Charlie Brocard, chercheur sur la question à l’Iddri, regrette aussi que la pression pour plus de durabilité ne soit pas équilibrée. « Si on ne pense à la transition que du côté de la production et qu’on ne pense pas à construire un marché pour accueillir cette nouvelle production, alors il y aura un problème », prévient-il. Et d'ajouter, « on ne peut pas compter sur la restauration collective pour résoudre tous les problèmes de transition ou de la viabilité économique des fermes. C’est moins de 5 % des repas. Il faut donc taper dans le reste comme la restauration commerciale et la vente alimentaire à domicile. »
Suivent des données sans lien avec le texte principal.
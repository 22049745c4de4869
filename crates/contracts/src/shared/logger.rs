use serde::{Deserialize, Serialize};

/// Запись лога системы
#[derive(Debug, Clone, Serialize, Deserialize)]
pub struct LogEntry {
    pub id: i64,
    pub timestamp: String,
    pub level: String,
    pub source: String, // "client" или "server"
    pub category: String,
    pub message: String,
}

/// DTO для создания новой записи лога
#[derive(Debug, Clone, Serialize, Deserialize)]
pub struct CreateLogRequest {
    #[serde(default = "default_level")]
    pub level: String,
    pub source: String,
    pub category: String,
    pub message: String,
}

fn default_level() -> String {
    LogLevel::Info.as_str().to_string()
}

/// Уровень записи системного лога
#[derive(Debug, Clone, Copy, PartialEq, Eq, Serialize, Deserialize)]
#[serde(rename_all = "snake_case")]
pub enum LogLevel {
    Info,
    Warn,
    Error,
}

impl LogLevel {
    pub fn as_str(&self) -> &'static str {
        match self {
            LogLevel::Info => "info",
            LogLevel::Warn => "warn",
            LogLevel::Error => "error",
        }
    }

    /// Неизвестные значения трактуются как info
    pub fn parse(s: &str) -> Self {
        match s {
            "warn" => LogLevel::Warn,
            "error" => LogLevel::Error,
            _ => LogLevel::Info,
        }
    }
}
use contracts::domain::a002_equipment::{EquipmentDto, EquipmentStatus};
use contracts::domain::common::StatusWorkflow;
use contracts::shared::validation::FieldError;
use leptos::prelude::*;
use leptos::task::spawn_local;

use crate::domain::a002_equipment::api;
use crate::shared::toast::{notify_error, notify_success};

#[derive(Clone, Copy)]
pub struct EquipmentDetailsViewModel {
    pub form: RwSignal<EquipmentDto>,
    /// Статус на момент загрузки, от него строятся допустимые переходы
    pub loaded_status: RwSignal<Option<EquipmentStatus>>,
    pub error: RwSignal<Option<String>>,
    pub errors: RwSignal<Vec<FieldError>>,
    pub saving: RwSignal<bool>,
}

impl EquipmentDetailsViewModel {
    pub fn new() -> Self {
        Self {
            form: RwSignal::new(EquipmentDto::default()),
            loaded_status: RwSignal::new(None),
            error: RwSignal::new(None),
            errors: RwSignal::new(Vec::new()),
            saving: RwSignal::new(false),
        }
    }

    pub fn is_edit_mode(&self) -> bool {
        self.form.with(|f| f.id.is_some())
    }

    /// Статусы для выпадающего списка: текущий и разрешённые переходы
    pub fn status_choices(&self) -> Vec<EquipmentStatus> {
        match self.loaded_status.get() {
            Some(current) => status_choices(current),
            None => EquipmentStatus::all().to_vec(),
        }
    }

    pub fn load_if_needed(&self, id: Option<String>) {
        let Some(id) = id else { return };
        let vm = *self;
        spawn_local(async move {
            match api::fetch_by_id(&id).await {
                Ok(equipment) => {
                    vm.loaded_status.set(Some(equipment.status));
                    vm.form.set(EquipmentDto::from(&equipment));
                }
                Err(e) => vm.error.set(Some(format!("Ошибка загрузки: {}", e))),
            }
        });
    }

    pub fn save_command(&self, on_saved: Callback<()>) {
        let current = self.form.get_untracked();
        let field_errors = current.validate_fields();
        if !field_errors.is_empty() {
            self.errors.set(field_errors);
            return;
        }
        self.errors.set(Vec::new());

        let vm = *self;
        vm.saving.set(true);
        spawn_local(async move {
            match api::save(&current).await {
                Ok(_) => {
                    notify_success(format!("Оборудование «{}» сохранено", current.description.trim()));
                    on_saved.run(());
                }
                Err(e) => {
                    vm.error.set(Some(e.clone()));
                    notify_error(e);
                }
            }
            vm.saving.set(false);
        });
    }
}

impl Default for EquipmentDetailsViewModel {
    fn default() -> Self {
        Self::new()
    }
}

fn status_choices(current: EquipmentStatus) -> Vec<EquipmentStatus> {
    let mut choices = vec![current];
    choices.extend(current.next_statuses());
    choices
}

#[cfg(test)]
mod tests {
    use super::*;

    #[test]
    fn test_retired_has_no_way_back() {
        assert_eq!(status_choices(EquipmentStatus::Retired), vec![EquipmentStatus::Retired]);
    }

    #[test]
    fn test_active_can_go_anywhere() {
        let choices = status_choices(EquipmentStatus::Active);
        assert_eq!(choices[0], EquipmentStatus::Active);
        assert_eq!(choices.len(), EquipmentStatus::all().len());
    }
}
La grande distribution déçoit encore
L'agriculture biologique, aujourd’hui en crise, est naturellement très concernée par la conjoncture ambiante. Mais pour Jérôme Jacob, président de Bretagne Viande Bio, le prix n’est pas le seul catalyseur du détournement des consommateurs de la bio. N’étant pas optimistes pour les prochains mois, les enseignes adaptent d’ores et déjà leurs linéaires au détriment des produits de la filière.
« La grande distribution a tendance à anticiper le phénomène, ce qui aggrave la situation de crise et ça, ça fait très mal, insiste-t-il. Nous, nous sommes sur du temps long. » Et d’ajouter, « si demain la demande du consommateur ce n’est que du prix bas, moi producteur de porcs bio et tous mes collègues, on n’a plus rien à faire là », se lamente-t-il.
Quel est le prix du bio pendant l’inflation ? (31/10/2023)
Charlie Brocard met lui aussi en avant les responsabilités des distributeurs. « Aujourd’hui, les acteurs du milieu de la chaîne, notamment dans la grande distribution, ne sont pas encadrés ni même incités à avoir des pratiques en faveur de la durabilité, et d’une relation viable avec les acteurs de la chaîne. La grande distribution doit être mise face à ses responsabilités », recommande-t-il.
Les actions de l’État sont également trop restreintes pour le chercheur. « La majorité des actions menées par la puissance publique au niveau national sont des actions de type information ou éducation, mais on voit que ce n’est pas suffisant », souffle-t-il.